*** Records Section Begins ***
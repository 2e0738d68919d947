use std::error::Error as _;
use std::time::Duration;

use reqwest::header::CONTENT_TYPE;
use tracing::{debug, info, warn};
use url::Url;

use super::{RawSpec, SpecSource};
use crate::SplitError;
use crate::config::SpecFormat;

/// Default HTTP request timeout, in seconds.
pub const DEFAULT_TIMEOUT_SECS: u64 = 30;

/// Fetches the specification with a single HTTP GET.
///
/// TLS certificates are validated unless [`with_verify_tls(false)`](Self::with_verify_tls)
/// is called. Disabling validation accepts any certificate and is logged as a warning
/// every time a request is made.
#[derive(Debug, Clone, PartialEq, Eq)]
pub struct HttpSource {
    url: Url,
    verify_tls: bool,
    timeout: Duration,
}

impl HttpSource {
    /// A source fetching `url`, validating certificates, with the default timeout.
    pub fn new(url: Url) -> Self {
        Self {
            url,
            verify_tls: true,
            timeout: Duration::from_secs(DEFAULT_TIMEOUT_SECS),
        }
    }

    /// Enables or disables TLS certificate validation.
    #[must_use]
    pub fn with_verify_tls(mut self, verify_tls: bool) -> Self {
        self.verify_tls = verify_tls;
        self
    }

    /// Sets the request timeout.
    #[must_use]
    pub fn with_timeout(mut self, timeout: Duration) -> Self {
        self.timeout = timeout;
        self
    }

    fn client(&self) -> Result<reqwest::Client, SplitError> {
        let mut builder = reqwest::Client::builder().timeout(self.timeout);
        if !self.verify_tls {
            warn!(url = %self.url, "TLS certificate verification is disabled");
            builder = builder.danger_accept_invalid_certs(true);
        }
        builder.build().map_err(|err| self.network_error(&err))
    }

    fn network_error(&self, error: &reqwest::Error) -> SplitError {
        let reason = if error.is_timeout() {
            format!("request timed out after {:?}", self.timeout)
        } else {
            error_chain(error)
        };
        SplitError::Network {
            url: self.url.to_string(),
            status: error.status().map(|status| status.as_u16()),
            reason,
        }
    }
}

impl SpecSource for HttpSource {
    async fn acquire(&self) -> Result<RawSpec, SplitError> {
        info!(url = %self.url, "downloading specification");
        let client = self.client()?;

        let response = client
            .get(self.url.clone())
            .send()
            .await
            .map_err(|err| self.network_error(&err))?;

        let status = response.status();
        debug!(%status, "...receiving");
        if !status.is_success() {
            return Err(SplitError::Network {
                url: self.url.to_string(),
                status: Some(status.as_u16()),
                reason: status
                    .canonical_reason()
                    .unwrap_or("unexpected status")
                    .to_owned(),
            });
        }

        let format_hint = response
            .headers()
            .get(CONTENT_TYPE)
            .and_then(|value| value.to_str().ok())
            .and_then(SpecFormat::from_content_type);

        let content = response
            .text()
            .await
            .map_err(|err| self.network_error(&err))?;

        Ok(RawSpec::new(content).with_format_hint(format_hint))
    }
}

// reqwest's own message rarely names the root cause
fn error_chain(error: &reqwest::Error) -> String {
    let mut message = error.to_string();
    let mut source = error.source();
    while let Some(cause) = source {
        message.push_str(": ");
        message.push_str(&cause.to_string());
        source = cause.source();
    }
    message
}

#[cfg(test)]
mod tests {
    use super::*;

    #[test]
    fn should_validate_certificates_by_default() {
        let url = Url::parse("https://localhost:5001/swagger/v1/swagger.json").expect("valid url");
        let source = HttpSource::new(url);

        assert!(source.verify_tls);
        assert_eq!(source.timeout, Duration::from_secs(30));
    }

    #[test]
    fn should_build_insecure_client() {
        let url = Url::parse("https://localhost:5001/swagger/v1/swagger.json").expect("valid url");
        let source = HttpSource::new(url).with_verify_tls(false);

        assert!(source.client().is_ok());
    }
}
//! Splitting a specification into per-path fragment documents.
//!
//! # Overview
//!
//! Each entry of the `paths` map becomes its own minimal specification: the source version
//! marker and `info` block, plus that single path item. Fragments are named after the path:
//!
//! | path            | file            |
//! |-----------------|-----------------|
//! | `/users/{id}`   | `users_id.yaml` |
//! | `/`             | `root.yaml`     |
//! | `/a/b`, `/a_b`  | `a_b.yaml`      |
//!
//! When two paths map to the same file, the later one in document order wins unless
//! [`CollisionPolicy::Fail`] is selected.
//!
//! # Example
//!
//! ```rust,no_run
//! use split_openapi_core::split::{SplitByPath, SplitExt};
//! use split_openapi_core::{SpecDocument, SpecFormat};
//!
//! # async fn example() -> Result<(), split_openapi_core::SplitError> {
//! let content = "openapi: 3.0.0\npaths:\n  /ping:\n    get: {}\n";
//! let doc = SpecDocument::parse(content, SpecFormat::Yaml)?;
//!
//! let result = doc.split_with(&SplitByPath::new())?;
//! let report = result.write_to("output/dev").await?;
//!
//! println!("{} fragment(s) written", report.fragment_count);
//! # Ok(())
//! # }
//! ```

mod by_path;
mod fragment;
mod splitter;

pub use by_path::{CollisionPolicy, FragmentDocument, SplitByPath, fragment_file_name};
pub use fragment::{Collision, Fragment, SplitReport, SplitResult};
pub use splitter::{DocumentSplitter, SplitExt};
use std::path::PathBuf;

use tracing::info;

use crate::acquire::SpecSource;
use crate::split::{SplitByPath, SplitExt, SplitReport};
use crate::{Environment, SpecDocument, SplitError, SplitterConfig};

/// Runs the whole pipeline: acquire, parse, then split into the environment directory.
///
/// Stages run one after another and the first error aborts the run. Nothing is written
/// before the document has been parsed and split in memory, so a malformed document
/// leaves no output directory behind.
///
/// ```rust,no_run
/// use split_openapi_core::{Environment, SourceConfig, SpecSplitter, SplitterConfig};
///
/// # async fn example() -> Result<(), split_openapi_core::SplitError> {
/// let config = SplitterConfig::new(SourceConfig::file("swagger.yaml"));
/// let environment = Environment::new("qa")?;
///
/// let report = SpecSplitter::new(config).run(&environment).await?;
/// println!("{} fragment(s) written", report.fragment_count);
/// # Ok(())
/// # }
/// ```
#[derive(Debug, Clone)]
pub struct SpecSplitter {
    config: SplitterConfig,
}

impl SpecSplitter {
    /// Creates a splitter for the given configuration.
    pub fn new(config: SplitterConfig) -> Self {
        Self { config }
    }

    /// The configuration in use.
    pub fn config(&self) -> &SplitterConfig {
        &self.config
    }

    /// Directory the fragments of `environment` are written to.
    pub fn output_dir(&self, environment: &Environment) -> PathBuf {
        self.config.output_dir(environment)
    }

    /// Acquires and parses the specification document.
    ///
    /// # Errors
    ///
    /// Acquisition errors of the configured source, or [`SplitError::Parse`].
    pub async fn load_document(&self) -> Result<SpecDocument, SplitError> {
        let raw = self.config.source.acquire().await?;
        let format = raw.resolve_format(self.config.format);
        info!(mode = %self.config.source.mode(), %format, "parsing specification");

        SpecDocument::parse(&raw.content, format)
    }

    /// Runs the pipeline for `environment`.
    ///
    /// # Errors
    ///
    /// Any [`SplitError`] raised by a stage.
    pub async fn run(&self, environment: &Environment) -> Result<SplitReport, SplitError> {
        let doc = self.load_document().await?;
        info!(paths = doc.path_count(), %environment, "splitting specification");

        let splitter = SplitByPath::new().with_collision_policy(self.config.collision_policy);
        let result = doc.split_with(&splitter)?;

        result.write_to(self.output_dir(environment)).await
    }
}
*** Records Section Ends ***
• **Instructions for the task**: Please restate, word for word, the lines of the entries that run from the first line through the one holding "the request timeout.", and add nothing.

• **Response area**:
repository 2e0738d68919d947
use std::error::Error as _;
use std::time::Duration;

use reqwest::header::CONTENT_TYPE;
use tracing::{debug, info, warn};
use url::Url;

use super::{RawSpec, SpecSource};
use crate::SplitError;
use crate::config::SpecFormat;

/// Default HTTP request timeout, in seconds.
pub const DEFAULT_TIMEOUT_SECS: u64 = 30;

/// Fetches the specification with a single HTTP GET.
///
/// TLS certificates are validated unless [`with_verify_tls(false)`](Self::with_verify_tls)
/// is called. Disabling validation accepts any certificate and is logged as a warning
/// every time a request is made.
#[derive(Debug, Clone, PartialEq, Eq)]
pub struct HttpSource {
    url: Url,
    verify_tls: bool,
    timeout: Duration,
}

impl HttpSource {
    /// A source fetching `url`, validating certificates, with the default timeout.
    pub fn new(url: Url) -> Self {
        Self {
            url,
            verify_tls: true,
            timeout: Duration::from_secs(DEFAULT_TIMEOUT_SECS),
        }
    }

    /// Enables or disables TLS certificate validation.
    #[must_use]
    pub fn with_verify_tls(mut self, verify_tls: bool) -> Self {
        self.verify_tls = verify_tls;
        self
    }

    /// Sets the request timeout.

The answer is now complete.